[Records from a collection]
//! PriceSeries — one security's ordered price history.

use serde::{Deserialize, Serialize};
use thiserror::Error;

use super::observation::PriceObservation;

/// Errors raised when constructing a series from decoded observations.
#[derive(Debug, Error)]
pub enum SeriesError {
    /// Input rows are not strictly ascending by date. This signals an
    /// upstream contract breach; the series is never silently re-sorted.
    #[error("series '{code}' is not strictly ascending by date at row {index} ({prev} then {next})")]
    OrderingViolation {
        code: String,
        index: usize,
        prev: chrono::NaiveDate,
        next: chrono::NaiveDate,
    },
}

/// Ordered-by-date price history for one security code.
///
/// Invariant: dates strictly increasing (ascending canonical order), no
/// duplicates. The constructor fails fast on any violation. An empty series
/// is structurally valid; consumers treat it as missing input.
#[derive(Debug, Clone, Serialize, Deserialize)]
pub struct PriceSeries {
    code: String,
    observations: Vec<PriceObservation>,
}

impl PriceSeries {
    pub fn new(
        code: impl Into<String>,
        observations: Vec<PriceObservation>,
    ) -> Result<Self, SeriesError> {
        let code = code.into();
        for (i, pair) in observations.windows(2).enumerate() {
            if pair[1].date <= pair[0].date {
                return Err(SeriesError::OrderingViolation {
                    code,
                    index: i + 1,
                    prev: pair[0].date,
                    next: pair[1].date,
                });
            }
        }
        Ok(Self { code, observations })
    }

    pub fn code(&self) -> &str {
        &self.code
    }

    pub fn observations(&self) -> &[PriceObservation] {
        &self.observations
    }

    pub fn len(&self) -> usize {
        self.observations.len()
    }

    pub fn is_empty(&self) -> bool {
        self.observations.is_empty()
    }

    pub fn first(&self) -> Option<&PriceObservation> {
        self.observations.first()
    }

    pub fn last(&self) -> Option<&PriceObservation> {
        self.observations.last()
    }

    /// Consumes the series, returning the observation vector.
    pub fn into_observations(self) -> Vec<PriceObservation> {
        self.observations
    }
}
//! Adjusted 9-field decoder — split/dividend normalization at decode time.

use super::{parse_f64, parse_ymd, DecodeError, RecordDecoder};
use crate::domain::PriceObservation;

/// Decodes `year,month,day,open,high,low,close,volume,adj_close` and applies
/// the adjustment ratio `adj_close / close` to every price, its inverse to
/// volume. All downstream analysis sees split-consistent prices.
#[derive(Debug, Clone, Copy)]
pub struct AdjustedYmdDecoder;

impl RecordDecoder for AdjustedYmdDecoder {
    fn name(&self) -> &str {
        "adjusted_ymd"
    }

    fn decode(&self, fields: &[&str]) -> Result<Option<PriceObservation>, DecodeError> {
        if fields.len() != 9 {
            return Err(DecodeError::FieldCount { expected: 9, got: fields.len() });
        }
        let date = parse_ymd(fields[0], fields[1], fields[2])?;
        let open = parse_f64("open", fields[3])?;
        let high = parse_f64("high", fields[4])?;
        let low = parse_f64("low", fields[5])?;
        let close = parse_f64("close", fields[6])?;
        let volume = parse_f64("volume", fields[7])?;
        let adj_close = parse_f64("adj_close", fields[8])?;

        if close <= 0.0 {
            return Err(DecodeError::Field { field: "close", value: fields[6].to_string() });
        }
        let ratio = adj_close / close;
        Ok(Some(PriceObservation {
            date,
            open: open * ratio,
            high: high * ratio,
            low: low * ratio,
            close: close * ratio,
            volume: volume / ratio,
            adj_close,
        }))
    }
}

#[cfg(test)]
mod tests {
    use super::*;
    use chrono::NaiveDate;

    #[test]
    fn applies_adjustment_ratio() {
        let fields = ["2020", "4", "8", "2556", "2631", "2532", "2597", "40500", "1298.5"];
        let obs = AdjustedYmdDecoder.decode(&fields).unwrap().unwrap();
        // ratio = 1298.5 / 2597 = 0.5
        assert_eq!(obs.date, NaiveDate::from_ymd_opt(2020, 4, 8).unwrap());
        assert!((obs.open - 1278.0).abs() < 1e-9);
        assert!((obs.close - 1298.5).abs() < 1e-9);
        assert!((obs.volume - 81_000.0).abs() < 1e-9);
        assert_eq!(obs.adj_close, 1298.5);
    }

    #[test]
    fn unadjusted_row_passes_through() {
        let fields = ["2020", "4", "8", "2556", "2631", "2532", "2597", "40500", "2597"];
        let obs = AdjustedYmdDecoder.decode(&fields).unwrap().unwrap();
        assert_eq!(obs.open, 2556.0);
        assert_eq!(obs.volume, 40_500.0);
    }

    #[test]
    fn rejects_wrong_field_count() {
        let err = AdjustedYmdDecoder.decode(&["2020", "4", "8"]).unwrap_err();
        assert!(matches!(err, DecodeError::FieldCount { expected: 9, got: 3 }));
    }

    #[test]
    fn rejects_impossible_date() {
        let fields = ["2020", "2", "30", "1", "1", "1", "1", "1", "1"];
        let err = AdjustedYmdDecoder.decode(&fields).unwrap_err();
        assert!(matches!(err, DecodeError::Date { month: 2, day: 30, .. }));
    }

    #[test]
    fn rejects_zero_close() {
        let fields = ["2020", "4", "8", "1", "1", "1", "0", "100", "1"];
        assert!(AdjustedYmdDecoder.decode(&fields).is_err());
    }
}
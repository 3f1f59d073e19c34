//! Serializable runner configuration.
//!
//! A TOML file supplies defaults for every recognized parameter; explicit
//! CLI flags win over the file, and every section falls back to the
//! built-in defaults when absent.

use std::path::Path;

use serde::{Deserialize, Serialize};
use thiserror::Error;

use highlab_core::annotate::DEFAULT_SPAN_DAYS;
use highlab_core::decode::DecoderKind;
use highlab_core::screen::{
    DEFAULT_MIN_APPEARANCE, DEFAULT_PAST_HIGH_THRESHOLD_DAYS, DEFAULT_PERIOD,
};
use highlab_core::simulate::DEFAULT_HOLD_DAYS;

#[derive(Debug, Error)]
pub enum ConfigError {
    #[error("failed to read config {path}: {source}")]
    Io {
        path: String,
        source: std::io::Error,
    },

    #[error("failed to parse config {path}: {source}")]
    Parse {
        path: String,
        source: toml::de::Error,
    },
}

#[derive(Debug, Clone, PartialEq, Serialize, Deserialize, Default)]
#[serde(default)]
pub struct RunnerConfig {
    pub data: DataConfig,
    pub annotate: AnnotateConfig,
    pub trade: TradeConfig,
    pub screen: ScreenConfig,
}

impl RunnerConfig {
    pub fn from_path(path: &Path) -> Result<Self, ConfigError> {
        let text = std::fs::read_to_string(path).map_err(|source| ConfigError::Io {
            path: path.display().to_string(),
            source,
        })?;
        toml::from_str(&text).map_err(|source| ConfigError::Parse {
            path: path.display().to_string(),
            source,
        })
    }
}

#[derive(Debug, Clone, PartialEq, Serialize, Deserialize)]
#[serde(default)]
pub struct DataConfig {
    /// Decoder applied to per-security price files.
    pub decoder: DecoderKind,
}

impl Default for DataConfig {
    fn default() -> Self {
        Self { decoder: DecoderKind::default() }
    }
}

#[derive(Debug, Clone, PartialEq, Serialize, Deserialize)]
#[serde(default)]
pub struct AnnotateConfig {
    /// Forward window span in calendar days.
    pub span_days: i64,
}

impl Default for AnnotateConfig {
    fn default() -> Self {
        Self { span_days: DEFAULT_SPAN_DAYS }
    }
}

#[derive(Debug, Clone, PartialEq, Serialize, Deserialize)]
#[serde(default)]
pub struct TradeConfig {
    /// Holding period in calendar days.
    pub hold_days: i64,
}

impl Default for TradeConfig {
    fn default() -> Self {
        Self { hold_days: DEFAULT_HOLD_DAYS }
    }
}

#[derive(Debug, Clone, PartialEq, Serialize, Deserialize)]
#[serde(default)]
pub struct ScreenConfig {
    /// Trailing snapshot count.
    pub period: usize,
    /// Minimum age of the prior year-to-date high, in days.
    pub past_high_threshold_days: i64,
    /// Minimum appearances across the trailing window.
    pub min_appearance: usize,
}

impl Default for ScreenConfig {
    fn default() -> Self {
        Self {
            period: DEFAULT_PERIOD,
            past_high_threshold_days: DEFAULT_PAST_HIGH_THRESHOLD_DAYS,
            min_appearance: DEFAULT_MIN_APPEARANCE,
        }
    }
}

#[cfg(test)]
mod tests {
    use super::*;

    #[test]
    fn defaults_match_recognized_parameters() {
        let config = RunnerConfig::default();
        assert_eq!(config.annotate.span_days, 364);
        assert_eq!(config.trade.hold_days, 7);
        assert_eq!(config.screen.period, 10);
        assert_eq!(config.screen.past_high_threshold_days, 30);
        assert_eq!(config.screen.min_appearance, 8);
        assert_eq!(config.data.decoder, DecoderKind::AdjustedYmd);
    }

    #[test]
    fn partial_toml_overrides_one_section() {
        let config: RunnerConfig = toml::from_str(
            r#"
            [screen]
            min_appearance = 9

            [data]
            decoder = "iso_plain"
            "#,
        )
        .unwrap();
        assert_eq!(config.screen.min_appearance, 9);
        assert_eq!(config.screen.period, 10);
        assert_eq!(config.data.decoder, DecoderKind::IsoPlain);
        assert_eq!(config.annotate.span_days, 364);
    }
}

Task requirements:
Restate, please, word for word the span of records running from the first line to the line bearing "pub enum SeriesError", both included, and nothing outside it.

Result of this task:
//! PriceSeries — one security's ordered price history.

use serde::{Deserialize, Serialize};
use thiserror::Error;

use super::observation::PriceObservation;

/// Errors raised when constructing a series from decoded observations.
#[derive(Debug, Error)]
pub enum SeriesError {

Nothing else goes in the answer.